(RECORDS TO PROCESS Opens)

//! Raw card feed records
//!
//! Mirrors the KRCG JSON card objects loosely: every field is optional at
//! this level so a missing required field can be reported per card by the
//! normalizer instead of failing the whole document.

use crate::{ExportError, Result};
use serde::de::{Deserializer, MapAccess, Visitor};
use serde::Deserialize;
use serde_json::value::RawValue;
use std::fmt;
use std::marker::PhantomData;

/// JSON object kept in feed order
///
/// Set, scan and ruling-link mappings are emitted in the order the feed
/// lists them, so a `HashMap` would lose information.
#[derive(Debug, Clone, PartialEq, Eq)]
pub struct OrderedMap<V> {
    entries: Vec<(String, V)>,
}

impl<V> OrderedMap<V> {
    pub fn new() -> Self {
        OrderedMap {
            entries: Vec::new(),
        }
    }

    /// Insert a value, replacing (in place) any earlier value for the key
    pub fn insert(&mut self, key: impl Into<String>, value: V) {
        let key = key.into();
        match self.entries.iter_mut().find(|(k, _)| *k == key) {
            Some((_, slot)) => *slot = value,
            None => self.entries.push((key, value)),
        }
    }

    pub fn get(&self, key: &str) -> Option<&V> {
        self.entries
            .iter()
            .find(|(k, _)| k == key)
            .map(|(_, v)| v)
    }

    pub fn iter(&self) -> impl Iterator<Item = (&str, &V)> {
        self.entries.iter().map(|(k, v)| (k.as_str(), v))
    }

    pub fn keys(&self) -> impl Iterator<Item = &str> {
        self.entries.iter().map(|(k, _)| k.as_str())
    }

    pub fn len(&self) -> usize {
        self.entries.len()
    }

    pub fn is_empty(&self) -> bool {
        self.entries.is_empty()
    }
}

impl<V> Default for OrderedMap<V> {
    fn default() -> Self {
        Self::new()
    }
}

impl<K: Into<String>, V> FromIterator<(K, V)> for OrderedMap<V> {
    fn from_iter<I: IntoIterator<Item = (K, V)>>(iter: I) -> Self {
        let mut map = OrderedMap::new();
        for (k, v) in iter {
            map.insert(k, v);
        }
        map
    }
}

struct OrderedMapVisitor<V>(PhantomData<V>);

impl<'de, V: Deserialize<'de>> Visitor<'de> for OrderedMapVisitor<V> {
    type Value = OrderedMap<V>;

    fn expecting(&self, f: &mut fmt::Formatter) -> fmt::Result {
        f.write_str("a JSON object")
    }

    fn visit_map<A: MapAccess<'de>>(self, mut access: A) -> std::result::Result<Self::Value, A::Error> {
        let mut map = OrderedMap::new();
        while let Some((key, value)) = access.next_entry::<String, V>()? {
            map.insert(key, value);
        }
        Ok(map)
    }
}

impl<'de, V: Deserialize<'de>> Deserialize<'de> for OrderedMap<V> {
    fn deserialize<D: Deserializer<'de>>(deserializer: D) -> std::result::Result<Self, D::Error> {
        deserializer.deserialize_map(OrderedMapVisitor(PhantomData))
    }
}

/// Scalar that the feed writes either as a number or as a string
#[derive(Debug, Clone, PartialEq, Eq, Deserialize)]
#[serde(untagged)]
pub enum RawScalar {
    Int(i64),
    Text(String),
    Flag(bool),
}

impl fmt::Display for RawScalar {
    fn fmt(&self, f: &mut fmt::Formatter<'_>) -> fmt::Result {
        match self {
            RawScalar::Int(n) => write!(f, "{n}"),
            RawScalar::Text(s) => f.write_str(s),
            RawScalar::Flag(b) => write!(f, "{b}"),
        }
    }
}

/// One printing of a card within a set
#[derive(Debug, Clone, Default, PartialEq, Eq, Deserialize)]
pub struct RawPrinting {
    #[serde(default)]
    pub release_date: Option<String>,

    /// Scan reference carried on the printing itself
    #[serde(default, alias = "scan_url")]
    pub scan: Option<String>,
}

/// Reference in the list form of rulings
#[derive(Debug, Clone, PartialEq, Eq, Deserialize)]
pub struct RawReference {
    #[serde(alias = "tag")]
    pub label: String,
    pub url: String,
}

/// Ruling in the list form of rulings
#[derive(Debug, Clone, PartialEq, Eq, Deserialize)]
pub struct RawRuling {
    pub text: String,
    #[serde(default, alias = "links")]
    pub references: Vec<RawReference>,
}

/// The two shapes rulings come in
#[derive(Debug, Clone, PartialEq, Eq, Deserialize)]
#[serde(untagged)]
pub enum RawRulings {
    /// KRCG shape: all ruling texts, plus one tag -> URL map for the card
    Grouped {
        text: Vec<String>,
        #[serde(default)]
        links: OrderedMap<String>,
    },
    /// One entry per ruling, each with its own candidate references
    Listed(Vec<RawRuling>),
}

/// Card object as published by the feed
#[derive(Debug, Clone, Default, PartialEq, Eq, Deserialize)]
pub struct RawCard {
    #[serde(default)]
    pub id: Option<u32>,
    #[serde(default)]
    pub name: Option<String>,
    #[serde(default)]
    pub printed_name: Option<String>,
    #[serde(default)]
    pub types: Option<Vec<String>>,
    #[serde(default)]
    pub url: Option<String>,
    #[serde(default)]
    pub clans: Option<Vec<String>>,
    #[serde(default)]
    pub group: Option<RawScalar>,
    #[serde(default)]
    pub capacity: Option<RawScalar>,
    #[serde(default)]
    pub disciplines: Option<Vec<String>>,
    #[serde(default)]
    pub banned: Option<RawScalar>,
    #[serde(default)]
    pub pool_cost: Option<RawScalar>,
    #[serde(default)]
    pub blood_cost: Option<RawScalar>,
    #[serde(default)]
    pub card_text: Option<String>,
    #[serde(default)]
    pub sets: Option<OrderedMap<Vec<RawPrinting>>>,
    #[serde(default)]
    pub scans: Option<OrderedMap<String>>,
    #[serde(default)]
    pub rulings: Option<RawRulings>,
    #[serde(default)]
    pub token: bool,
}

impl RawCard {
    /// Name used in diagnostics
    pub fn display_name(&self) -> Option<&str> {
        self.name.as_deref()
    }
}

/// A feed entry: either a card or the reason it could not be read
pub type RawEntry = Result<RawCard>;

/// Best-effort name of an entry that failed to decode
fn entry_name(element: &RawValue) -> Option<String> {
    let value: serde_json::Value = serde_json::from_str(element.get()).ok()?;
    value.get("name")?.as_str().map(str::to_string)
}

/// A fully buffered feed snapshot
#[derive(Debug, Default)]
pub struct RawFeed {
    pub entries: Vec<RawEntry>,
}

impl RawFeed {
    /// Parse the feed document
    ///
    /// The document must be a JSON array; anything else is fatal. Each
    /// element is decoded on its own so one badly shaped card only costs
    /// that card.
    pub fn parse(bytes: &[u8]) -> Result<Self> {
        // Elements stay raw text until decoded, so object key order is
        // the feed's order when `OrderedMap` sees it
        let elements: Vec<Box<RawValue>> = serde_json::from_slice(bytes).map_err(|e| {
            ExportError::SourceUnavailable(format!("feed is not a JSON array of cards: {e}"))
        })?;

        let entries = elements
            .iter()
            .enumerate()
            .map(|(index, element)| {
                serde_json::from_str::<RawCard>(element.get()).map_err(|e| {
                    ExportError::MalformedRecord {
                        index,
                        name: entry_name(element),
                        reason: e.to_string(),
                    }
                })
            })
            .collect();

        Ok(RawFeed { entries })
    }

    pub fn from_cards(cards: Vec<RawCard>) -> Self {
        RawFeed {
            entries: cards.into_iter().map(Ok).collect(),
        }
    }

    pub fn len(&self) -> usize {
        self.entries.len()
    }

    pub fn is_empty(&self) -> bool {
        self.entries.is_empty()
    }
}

(RECORDS TO PROCESS Closes)
(RECORDS TO PROCESS Opens)

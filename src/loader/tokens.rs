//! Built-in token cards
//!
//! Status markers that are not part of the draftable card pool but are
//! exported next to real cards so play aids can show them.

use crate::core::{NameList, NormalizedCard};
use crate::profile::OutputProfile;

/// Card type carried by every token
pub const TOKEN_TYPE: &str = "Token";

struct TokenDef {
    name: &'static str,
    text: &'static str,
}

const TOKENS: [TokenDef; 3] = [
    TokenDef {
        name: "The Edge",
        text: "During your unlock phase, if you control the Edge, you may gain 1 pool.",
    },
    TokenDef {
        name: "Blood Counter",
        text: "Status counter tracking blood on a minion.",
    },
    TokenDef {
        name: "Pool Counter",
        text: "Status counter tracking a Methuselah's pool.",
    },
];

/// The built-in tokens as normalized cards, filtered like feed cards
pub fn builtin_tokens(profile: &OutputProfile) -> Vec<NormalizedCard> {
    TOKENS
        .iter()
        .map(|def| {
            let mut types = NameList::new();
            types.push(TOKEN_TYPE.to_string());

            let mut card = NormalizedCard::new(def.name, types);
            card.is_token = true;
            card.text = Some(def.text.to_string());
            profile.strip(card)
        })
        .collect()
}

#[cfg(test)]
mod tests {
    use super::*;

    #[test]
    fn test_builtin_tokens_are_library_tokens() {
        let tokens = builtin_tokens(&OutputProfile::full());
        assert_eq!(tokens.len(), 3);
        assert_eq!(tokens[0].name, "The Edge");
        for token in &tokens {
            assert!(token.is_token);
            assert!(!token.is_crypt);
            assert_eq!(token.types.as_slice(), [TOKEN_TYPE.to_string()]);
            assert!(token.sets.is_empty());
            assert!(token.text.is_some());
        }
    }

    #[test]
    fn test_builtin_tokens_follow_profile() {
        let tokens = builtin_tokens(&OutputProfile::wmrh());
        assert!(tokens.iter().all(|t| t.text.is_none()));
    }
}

(RECORDS TO PROCESS Closes)

REQUIRED WORK |
Every line above that includes "const" counts toward one total; give that total by itself.

EXERCISE OUTPUT |
2